У Сергея не хватило смелости признаться, что он не курит.
Каюта командира казалась просторной и светлой в сравнении с лейтенантской. Огромный ковер, закрывающий всю переборку, создавал впечатление прочной обжитости и почти берегового уюта. Глубокое низкое кресло, в котором удобно, наверное, спать во время похода. Чернильный прибор, сделанный корабельными умельцами: на обломке бронзовой мачты – чайка с перебитым крылом. А над столом – он сразу же привлекал внимание – портрет молодой женщины… Портрет был старый, поблекший от времени, и может быть, именно потому на нем особенно ясно выделялись большие, родниковой чистоты глаза. Эти глаза влекли к себе и влюбляли – Сергей никак не мог от них оторваться. Смущаясь, боясь оглянуться, он почти насильно заставил себя отойти к иллюминатору. За ним текли бесконечные волны, однообразно унылые, как потерянное время.

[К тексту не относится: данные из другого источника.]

use std::sync::Arc;

use crate::{config::JwtConfig, db::OrmConn};

#[derive(Clone)]
pub struct AppState {
    pub orm: Arc<OrmConn>,
    pub jwt: JwtConfig,
}

impl AppState {
    pub fn new(orm: OrmConn, jwt: JwtConfig) -> Self {
        Self {
            orm: Arc::new(orm),
            jwt,
        }
    }

    pub fn db(&self) -> &OrmConn {
        &self.orm
    }
}
//! Mints a session token for local testing: `dev-token <email> [hours]`.

use jsonwebtoken::{EncodingKey, Header, encode};
use weedly_api::{config::JwtConfig, dto::auth::Claims};

fn main() -> anyhow::Result<()> {
    dotenvy::dotenv().ok();
    let config = JwtConfig::from_env()?;

    let mut args = std::env::args().skip(1);
    let email = args
        .next()
        .ok_or_else(|| anyhow::anyhow!("usage: dev-token <email> [hours]"))?;
    let hours: u32 = match args.next() {
        Some(raw) => raw
            .parse()
            .map_err(|_| anyhow::anyhow!("hours must be a non-negative whole number, got {raw}"))?,
        None => 24,
    };

    let claims = Claims::for_email(
        &email,
        config.issuer.clone(),
        chrono::Duration::hours(i64::from(hours)),
    )
    .ok_or_else(|| anyhow::anyhow!("token lifetime of {hours} hours is out of range"))?;

    let token = encode(
        &Header::default(),
        &claims,
        &EncodingKey::from_secret(config.secret.as_bytes()),
    )?;
    println!("{token}");
    Ok(())
}
use serde::Serialize;
use utoipa::ToSchema;

#[derive(Debug, Serialize, ToSchema, Clone)]
pub struct Meta {
    pub total: Option<i64>,
}

impl Meta {
    pub fn empty() -> Self {
        Self { total: None }
    }
}

#[derive(Debug, Serialize, ToSchema)]
pub struct ApiResponse<T> {
    pub message: String,
    pub data: Option<T>,
    pub meta: Option<Meta>,
}

impl<T: Serialize> ApiResponse<T> {
    pub fn success(message: impl Into<String>, data: T, meta: Option<Meta>) -> Self {
        Self {
            message: message.into(),
            data: Some(data),
            meta,
        }
    }
}

#[derive(Debug, Clone, Copy, PartialEq, Eq, Serialize, ToSchema)]
pub enum Status {
    Success,
    Error,
    Unauthorized,
    #[serde(rename = "Internal Server Error")]
    InternalServerError,
}

#[derive(Debug, Serialize, ToSchema)]
pub struct ErrorMessage {
    pub message: String,
}

/// Body shape of the `/api/reups` REST endpoints: `{status, data}`.
#[derive(Debug, Serialize, ToSchema)]
pub struct JsonEnvelope<T> {
    pub status: Status,
    pub data: T,
}

impl<T: Serialize> JsonEnvelope<T> {
    pub fn success(data: T) -> Self {
        Self {
            status: Status::Success,
            data,
        }
    }
}

impl JsonEnvelope<ErrorMessage> {
    pub fn error(message: impl Into<String>) -> Self {
        Self::with_status(Status::Error, message)
    }

    pub fn unauthorized(message: impl Into<String>) -> Self {
        Self::with_status(Status::Unauthorized, message)
    }

    pub fn internal(message: impl Into<String>) -> Self {
        Self::with_status(Status::InternalServerError, message)
    }

    fn with_status(status: Status, message: impl Into<String>) -> Self {
        Self {
            status,
            data: ErrorMessage {
                message: message.into(),
            },
        }
    }
}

Мигали буи неизвестно кому, не зная в своей тоске ни дня, ни ночи. Слоилось белое небо – оно опускалось за крыши поселка, сливая море и тундру и тяжелую мглу. Сергей снова взглянул на портрет и невольно вспомнил Зою Каюрову, встречу с нею в московском парке. Только затем, чтобы заглушить растущее чувство неловкости, поспешно промолвил первое, что воскресила память:
– В такую погоду, наверное, хорошо слушать Песню синих морей.
Даже вздрогнул – так резко обернулся к нему командир.

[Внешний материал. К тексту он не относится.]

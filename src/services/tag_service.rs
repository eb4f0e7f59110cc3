use sea_orm::{EntityTrait, QueryOrder};

use crate::{
    dto::{IdInput, tags::TagList},
    entity::{ProductTags, product_tags::Column},
    error::AppResult,
    middleware::auth::Ctx,
    models::{ProductTag, tag_from_entity},
    state::AppState,
    validation::validate,
};

pub async fn list_tags(state: &AppState, ctx: &Ctx) -> AppResult<TagList> {
    if ctx.user.is_none() {
        return Ok(TagList { items: Vec::new() });
    }

    let tags = ProductTags::find()
        .order_by_asc(Column::Name)
        .all(state.db())
        .await?
        .into_iter()
        .map(tag_from_entity)
        .collect();
    Ok(TagList { items: tags })
}

pub async fn get_tag(state: &AppState, ctx: &Ctx, input: IdInput) -> AppResult<Option<ProductTag>> {
    if ctx.user.is_none() {
        return Ok(None);
    }
    validate(&input)?;

    let tag = ProductTags::find_by_id(input.id)
        .one(state.db())
        .await?
        .map(tag_from_entity);
    Ok(tag)
}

– Откуда вы знаете об этой Песне? – В его голосе Сергею почудилось что-то неизмеримо большее, чем взволнованность: порывистость и боль, неверие и надежда, изумленность и в то же время – испуг. Это была не любознательность: глаза командира – пристально напряженные, торопящие, – ждали ответа. И Сергей, не выдержав жадно-нетерпеливого взгляда, робко и сбивчиво начал рассказывать о Зое Каюровой, студентке Ленинградской консерватории, о ее возвращении после войны в родной город, в чужую незнакомую комнату. О песне на пожелтевшем нотном листке, забытом на старом рояле, и о предстоящем концерте.

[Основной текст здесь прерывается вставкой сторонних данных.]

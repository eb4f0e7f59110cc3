use axum::{
    Json, Router,
    body::Bytes,
    extract::{Path, Query, State},
    routing::get,
};
use serde::{Deserialize, Serialize};
use serde_json::Value;
use utoipa::{IntoParams, ToSchema};

use crate::{
    error::{AppError, AppResult},
    middleware::auth::Ctx,
    procedures::{self, Procedure},
    response::ApiResponse,
    state::AppState,
};

#[derive(Debug, Deserialize, IntoParams)]
#[into_params(parameter_in = Query)]
pub struct RpcQuery {
    /// JSON-encoded procedure input.
    pub input: Option<String>,
}

/// Procedure input or result: any JSON value, `null` included.
#[derive(Debug, Serialize, ToSchema)]
#[serde(transparent)]
#[schema(value_type = Object)]
pub struct ProcedureValue(pub Value);

pub fn router() -> Router<AppState> {
    Router::new().route("/{procedure}", get(query_procedure).post(call_procedure))
}

#[utoipa::path(
    post,
    path = "/api/rpc/{procedure}",
    params(
        ("procedure" = String, Path, description = "Procedure name, e.g. `reups.create`")
    ),
    request_body(
        content = ProcedureValue,
        description = "Procedure input; may be empty for procedures without input",
        content_type = "application/json"
    ),
    responses(
        (status = 200, description = "Procedure result", body = ApiResponse<ProcedureValue>),
        (status = 401, description = "No caller, or the caller does not own the row"),
        (status = 404, description = "Unknown procedure or missing row"),
        (status = 422, description = "Input failed validation"),
    ),
    security(("bearer_auth" = [])),
    tag = "Procedures"
)]
pub async fn call_procedure(
    State(state): State<AppState>,
    ctx: Ctx,
    Path(name): Path<String>,
    body: Bytes,
) -> AppResult<Json<ApiResponse<ProcedureValue>>> {
    let procedure: Procedure = name.parse()?;
    let input = if body.iter().all(u8::is_ascii_whitespace) {
        Value::Null
    } else {
        serde_json::from_slice(&body)
            .map_err(|err| AppError::Validation(format!("invalid JSON body: {err}")))?
    };

    let data = procedures::call(&state, &ctx, procedure, input).await?;
    Ok(Json(ApiResponse::success(
        procedure.name(),
        ProcedureValue(data),
        None,
    )))
}

#[utoipa::path(
    get,
    path = "/api/rpc/{procedure}",
    params(
        ("procedure" = String, Path, description = "Query procedure name, e.g. `reups.list`"),
        RpcQuery
    ),
    responses(
        (status = 200, description = "Query result", body = ApiResponse<ProcedureValue>),
        (status = 400, description = "Procedure is a mutation"),
        (status = 404, description = "Unknown procedure"),
    ),
    security(("bearer_auth" = [])),
    tag = "Procedures"
)]
pub async fn query_procedure(
    State(state): State<AppState>,
    ctx: Ctx,
    Path(name): Path<String>,
    Query(query): Query<RpcQuery>,
) -> AppResult<Json<ApiResponse<ProcedureValue>>> {
    let procedure: Procedure = name.parse()?;
    if !procedure.is_query() {
        return Err(AppError::BadRequest(format!(
            "{procedure} is a mutation, call it with POST"
        )));
    }

    let input = match query.input.as_deref() {
        None | Some("") => Value::Null,
        Some(raw) => serde_json::from_str(raw)
            .map_err(|err| AppError::Validation(format!("invalid input parameter: {err}")))?,
    };

    let data = procedures::call(&state, &ctx, procedure, input).await?;
    Ok(Json(ApiResponse::success(
        procedure.name(),
        ProcedureValue(data),
        None,
    )))
}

– У вас есть ее адрес? – быстро спросил командир, и лейтенант заметил, как побелели его пальцы, сжимающие незажженную трубку.
– Да, конечно… – растерянно ответил Сергей и полез в боковой карман кителя, где хранилась записная книжка. Но капитан третьего ранга внезапно отвернулся и, пряча глаза, глухо и тяжело промолвил:
– Не надо, лейтенант… Я знаю этот адрес. – Он сломал несколько спичек, разжигая трубку, и уже потом, глубоко затянувшись, не то спросил, не то уточнил: – Лиговский проспект?.. – И назвал номер дома.
Это был адрес Зои Каюровой. Сергей непонимающе смотрел на командира, а тот, как-то сразу осунувшись и постарев, остановился перед портретом и замер в тоскливой задумчивости, позабыв о лейтенанте.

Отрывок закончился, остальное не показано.